You forgot the condition $u^3v^3=-8$. The correct solution is the first you enunciated.
That said, your way of solving the system of equations $\; \begin{cases}u^3+v^3=20\\u^3v^3=-8\end{cases}\;$ is over complicated.

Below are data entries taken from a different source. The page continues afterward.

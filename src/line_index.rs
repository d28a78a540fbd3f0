use memchr::memchr_iter;

/// Maps byte offsets to 1-based line/column pairs.
#[derive(Debug, Clone)]
pub struct LineIndex {
    line_starts: Vec<usize>,
}

impl LineIndex {
    pub fn new(source: &str) -> Self {
        let mut line_starts = vec![0];
        line_starts.extend(memchr_iter(b'\n', source.as_bytes()).map(|pos| pos + 1));
        Self { line_starts }
    }

    pub fn line_count(&self) -> usize {
        self.line_starts.len()
    }

    /// Returns `(line, column)`, both 1-based. Columns count bytes.
    pub fn line_col(&self, offset: usize) -> (usize, usize) {
        let line = match self.line_starts.binary_search(&offset) {
            Ok(line) => line,
            Err(next) => next - 1,
        };
        (line + 1, offset - self.line_starts[line] + 1)
    }
}
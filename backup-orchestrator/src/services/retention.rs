use crate::db::{with_conn, DbPool};
use crate::error::{BackupError, Result};
use crate::models::backup_config::BackupConfiguration;
use crate::models::backup_job::{self, BackupJob};
use crate::services::config_store::ConfigStore;
use chrono::{Duration, Utc};
use serde::Serialize;
use std::path::Path;

#[derive(Debug, Clone, Serialize)]
#[serde(rename_all = "camelCase")]
pub struct EvictionError {
    pub job_id: String,
    pub message: String,
}

#[derive(Debug, Clone, Default, Serialize)]
#[serde(rename_all = "camelCase")]
pub struct SweepReport {
    pub evicted: usize,
    pub errors: Vec<EvictionError>,
}

/// Evicts backups past the policy's age or count limit.
#[derive(Clone)]
pub struct RetentionManager {
    db: DbPool,
    config_store: ConfigStore,
}

impl RetentionManager {
    pub fn new(db: DbPool, config_store: ConfigStore) -> Self {
        Self { db, config_store }
    }

    /// Sweep against the active policy.
    pub async fn sweep_now(&self) -> Result<SweepReport> {
        let config = self.config_store.get().await?;
        self.sweep(&config).await
    }

    /// Age pass, then count pass. Store failures abort; per-job failures are collected.
    pub async fn sweep(&self, config: &BackupConfiguration) -> Result<SweepReport> {
        let mut report = SweepReport::default();

        let cutoff = Utc::now() - Duration::days(i64::from(config.retention_days));
        let expired = with_conn(&self.db, move |conn| backup_job::find_expired(conn, &cutoff)).await?;
        for job in &expired {
            self.evict(job, "age", &mut report).await;
        }

        let completed = with_conn(&self.db, |conn| backup_job::find_live_completed_oldest_first(conn)).await?;
        let excess = completed.len().saturating_sub(config.max_backups as usize);
        for job in completed.iter().take(excess) {
            self.evict(job, "count", &mut report).await;
        }

        if report.evicted > 0 || !report.errors.is_empty() {
            tracing::info!(
                evicted = report.evicted,
                errors = report.errors.len(),
                retention_days = config.retention_days,
                max_backups = config.max_backups,
                "Retention sweep finished"
            );
        }
        Ok(report)
    }

    async fn evict(&self, job: &BackupJob, pass: &str, report: &mut SweepReport) {
        match self.remove_and_tombstone(job).await {
            Ok(true) => {
                report.evicted += 1;
                tracing::info!(job_id = %job.id, name = %job.name, pass, "Evicted backup");
            }
            Ok(false) => {}
            Err(e) => {
                tracing::warn!(job_id = %job.id, pass, error = %e, "Failed to evict backup");
                report.errors.push(EvictionError {
                    job_id: job.id.clone(),
                    message: e.to_string(),
                });
            }
        }
    }

    /// Returns false when the row was already tombstoned.
    async fn remove_and_tombstone(&self, job: &BackupJob) -> Result<bool> {
        if let Some(path) = &job.file_path {
            remove_artifact(Path::new(path)).await?;
        }
        let id = job.id.clone();
        with_conn(&self.db, move |conn| backup_job::tombstone(conn, &id, &Utc::now())).await
    }

    /// Explicitly delete one finished backup: file first, then the tombstone.
    pub async fn delete(&self, id: &str) -> Result<BackupJob> {
        let lookup = id.to_string();
        let job = with_conn(&self.db, move |conn| backup_job::find_by_id(conn, &lookup))
            .await?
            .ok_or_else(|| BackupError::NotFound(format!("Backup job {id} not found")))?;
        if !job.state.is_terminal() {
            return Err(BackupError::InvalidState(format!(
                "Backup job {id} is {}; only finished backups can be deleted",
                job.state
            )));
        }

        if !self.remove_and_tombstone(&job).await? {
            return Err(BackupError::NotFound(format!("Backup job {id} not found")));
        }
        tracing::info!(job_id = %job.id, name = %job.name, "Backup deleted");

        let id = job.id.clone();
        with_conn(&self.db, move |conn| backup_job::find_by_id_including_deleted(conn, &id))
            .await?
            .ok_or_else(|| BackupError::NotFound(format!("Backup job {} not found", job.id)))
    }
}

/// Delete-if-exists; an already missing file is not an error.
pub(crate) async fn remove_artifact(path: &Path) -> std::io::Result<()> {
    match tokio::fs::remove_file(path).await {
        Ok(()) => Ok(()),
        Err(e) if e.kind() == std::io::ErrorKind::NotFound => {
            tracing::debug!(path = %path.display(), "Backup file already absent");
            Ok(())
        }
        Err(e) => Err(e),
    }
}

Just use what any high-school student knows to solve the problem of finding two numbers the sum $s$ and product $p$ of which are given: they're roots of the quadratic equation (if any): $$t^2-st+p=t^2-20t-8=0$$ The reduced discriminant is $\Delta'=100+8$, hence the roots $$u^3,v^3=10\pm\sqrt{108}=10\pm6\sqrt 3.$$ You must take both roots, because the problem involves the condition on the product is $8$ – i.e. it implies the qudratic equation, but is not equivalent to it. Thus $$x=u+v=\sqrt[3]{10-6\sqrt 3}+\sqrt[3]{10+6\sqrt 3}.$$
Edit:
As pointed out by @André Nicolas $10\pm6\sqrt 3=(1\pm\sqrt3)^3$, so that the root is equal to $2$.